The word "rules" marks the lines to copy; find all of them in the entries below.

● **Source material**
=-=-=-=-=

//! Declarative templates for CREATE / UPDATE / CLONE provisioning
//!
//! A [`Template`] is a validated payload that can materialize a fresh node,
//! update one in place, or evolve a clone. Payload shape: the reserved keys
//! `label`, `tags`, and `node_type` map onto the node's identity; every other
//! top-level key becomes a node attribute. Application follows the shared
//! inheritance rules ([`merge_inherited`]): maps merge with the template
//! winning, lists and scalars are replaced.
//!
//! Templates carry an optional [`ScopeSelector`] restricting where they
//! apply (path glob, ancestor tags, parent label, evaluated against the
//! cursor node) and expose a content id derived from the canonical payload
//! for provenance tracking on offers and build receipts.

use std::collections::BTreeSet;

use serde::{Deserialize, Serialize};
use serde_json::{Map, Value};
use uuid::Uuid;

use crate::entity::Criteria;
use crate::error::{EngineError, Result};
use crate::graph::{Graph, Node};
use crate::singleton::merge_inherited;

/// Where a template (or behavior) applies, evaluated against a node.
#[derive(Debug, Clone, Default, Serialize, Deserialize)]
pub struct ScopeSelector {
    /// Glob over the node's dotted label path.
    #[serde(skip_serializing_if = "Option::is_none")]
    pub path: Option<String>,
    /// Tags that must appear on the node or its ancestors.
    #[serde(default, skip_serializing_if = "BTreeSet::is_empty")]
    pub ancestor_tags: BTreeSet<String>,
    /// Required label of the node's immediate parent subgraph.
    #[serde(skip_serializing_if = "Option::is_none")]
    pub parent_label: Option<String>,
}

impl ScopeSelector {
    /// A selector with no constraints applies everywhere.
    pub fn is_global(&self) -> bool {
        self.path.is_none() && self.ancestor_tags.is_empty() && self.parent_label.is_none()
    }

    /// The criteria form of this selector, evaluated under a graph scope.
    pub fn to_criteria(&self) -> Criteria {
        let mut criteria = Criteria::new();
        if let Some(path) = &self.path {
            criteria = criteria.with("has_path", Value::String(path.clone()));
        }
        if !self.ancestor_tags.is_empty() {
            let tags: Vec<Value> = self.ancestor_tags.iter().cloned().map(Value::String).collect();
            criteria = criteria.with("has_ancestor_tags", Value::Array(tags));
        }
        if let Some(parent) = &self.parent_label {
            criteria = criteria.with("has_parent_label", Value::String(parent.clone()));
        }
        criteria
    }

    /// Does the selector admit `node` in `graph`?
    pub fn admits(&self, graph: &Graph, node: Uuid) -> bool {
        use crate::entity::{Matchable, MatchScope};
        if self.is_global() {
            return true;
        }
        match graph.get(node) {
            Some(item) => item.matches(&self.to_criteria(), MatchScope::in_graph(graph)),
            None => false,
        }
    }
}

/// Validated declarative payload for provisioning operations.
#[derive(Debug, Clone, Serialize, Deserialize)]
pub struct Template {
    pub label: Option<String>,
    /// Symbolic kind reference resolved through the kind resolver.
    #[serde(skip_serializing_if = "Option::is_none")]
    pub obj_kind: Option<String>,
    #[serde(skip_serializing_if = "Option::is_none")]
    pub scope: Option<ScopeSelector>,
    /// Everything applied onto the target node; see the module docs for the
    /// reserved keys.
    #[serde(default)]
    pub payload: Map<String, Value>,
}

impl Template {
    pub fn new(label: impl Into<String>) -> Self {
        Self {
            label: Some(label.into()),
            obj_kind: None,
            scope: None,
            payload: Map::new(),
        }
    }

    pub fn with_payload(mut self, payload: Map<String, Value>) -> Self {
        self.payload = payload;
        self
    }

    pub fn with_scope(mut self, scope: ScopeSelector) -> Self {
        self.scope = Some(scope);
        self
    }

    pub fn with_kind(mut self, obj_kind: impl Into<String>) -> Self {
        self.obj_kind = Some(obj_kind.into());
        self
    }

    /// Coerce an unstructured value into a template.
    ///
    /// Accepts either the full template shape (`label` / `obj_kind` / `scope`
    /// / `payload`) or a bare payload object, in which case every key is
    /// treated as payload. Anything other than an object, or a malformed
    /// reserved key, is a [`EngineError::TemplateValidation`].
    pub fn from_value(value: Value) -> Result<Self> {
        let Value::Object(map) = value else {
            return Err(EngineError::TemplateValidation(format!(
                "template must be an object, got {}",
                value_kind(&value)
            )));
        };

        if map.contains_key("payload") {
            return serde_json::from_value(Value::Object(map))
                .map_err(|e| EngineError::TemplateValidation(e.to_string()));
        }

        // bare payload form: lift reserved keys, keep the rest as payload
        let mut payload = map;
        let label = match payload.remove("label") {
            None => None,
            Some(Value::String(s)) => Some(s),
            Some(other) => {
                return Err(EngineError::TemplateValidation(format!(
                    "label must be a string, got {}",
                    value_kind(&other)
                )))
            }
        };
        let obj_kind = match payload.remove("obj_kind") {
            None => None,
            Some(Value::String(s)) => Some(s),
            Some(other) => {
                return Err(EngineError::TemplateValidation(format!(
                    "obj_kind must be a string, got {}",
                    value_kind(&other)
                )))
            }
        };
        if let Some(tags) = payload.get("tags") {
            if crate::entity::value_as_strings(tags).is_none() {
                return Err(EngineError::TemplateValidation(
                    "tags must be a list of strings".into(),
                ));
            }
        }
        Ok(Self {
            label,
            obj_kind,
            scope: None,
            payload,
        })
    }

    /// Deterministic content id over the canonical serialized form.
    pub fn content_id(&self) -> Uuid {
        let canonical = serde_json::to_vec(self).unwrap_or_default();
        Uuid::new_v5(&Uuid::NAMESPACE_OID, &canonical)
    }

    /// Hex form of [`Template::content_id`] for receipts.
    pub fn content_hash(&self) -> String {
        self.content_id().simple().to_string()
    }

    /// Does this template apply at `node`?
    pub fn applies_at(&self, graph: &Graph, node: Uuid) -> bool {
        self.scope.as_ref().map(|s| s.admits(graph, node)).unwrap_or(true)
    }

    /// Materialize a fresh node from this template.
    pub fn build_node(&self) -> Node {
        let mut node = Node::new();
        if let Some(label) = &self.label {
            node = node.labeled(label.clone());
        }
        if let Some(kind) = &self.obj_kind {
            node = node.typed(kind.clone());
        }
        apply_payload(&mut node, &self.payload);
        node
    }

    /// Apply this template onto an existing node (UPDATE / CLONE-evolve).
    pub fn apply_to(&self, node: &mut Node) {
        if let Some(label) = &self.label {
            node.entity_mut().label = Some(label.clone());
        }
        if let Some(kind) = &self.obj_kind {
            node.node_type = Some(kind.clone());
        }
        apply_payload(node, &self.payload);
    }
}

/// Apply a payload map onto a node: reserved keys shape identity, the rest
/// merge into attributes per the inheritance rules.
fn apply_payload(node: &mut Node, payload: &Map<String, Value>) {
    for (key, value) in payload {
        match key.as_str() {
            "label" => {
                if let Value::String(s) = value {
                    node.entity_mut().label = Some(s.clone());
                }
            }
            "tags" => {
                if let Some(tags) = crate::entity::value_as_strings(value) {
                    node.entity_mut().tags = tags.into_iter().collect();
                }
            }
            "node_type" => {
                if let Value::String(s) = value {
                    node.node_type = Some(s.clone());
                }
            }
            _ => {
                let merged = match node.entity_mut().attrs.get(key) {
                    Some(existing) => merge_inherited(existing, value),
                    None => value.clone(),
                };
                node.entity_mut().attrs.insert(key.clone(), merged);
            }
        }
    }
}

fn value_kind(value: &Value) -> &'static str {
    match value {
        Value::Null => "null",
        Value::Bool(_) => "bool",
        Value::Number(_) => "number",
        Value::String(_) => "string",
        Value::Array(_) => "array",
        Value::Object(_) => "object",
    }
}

=-=-=-=-=

● **The completed task**
//! inheritance rules ([`merge_inherited`]): maps merge with the template
/// merge into attributes per the inheritance rules.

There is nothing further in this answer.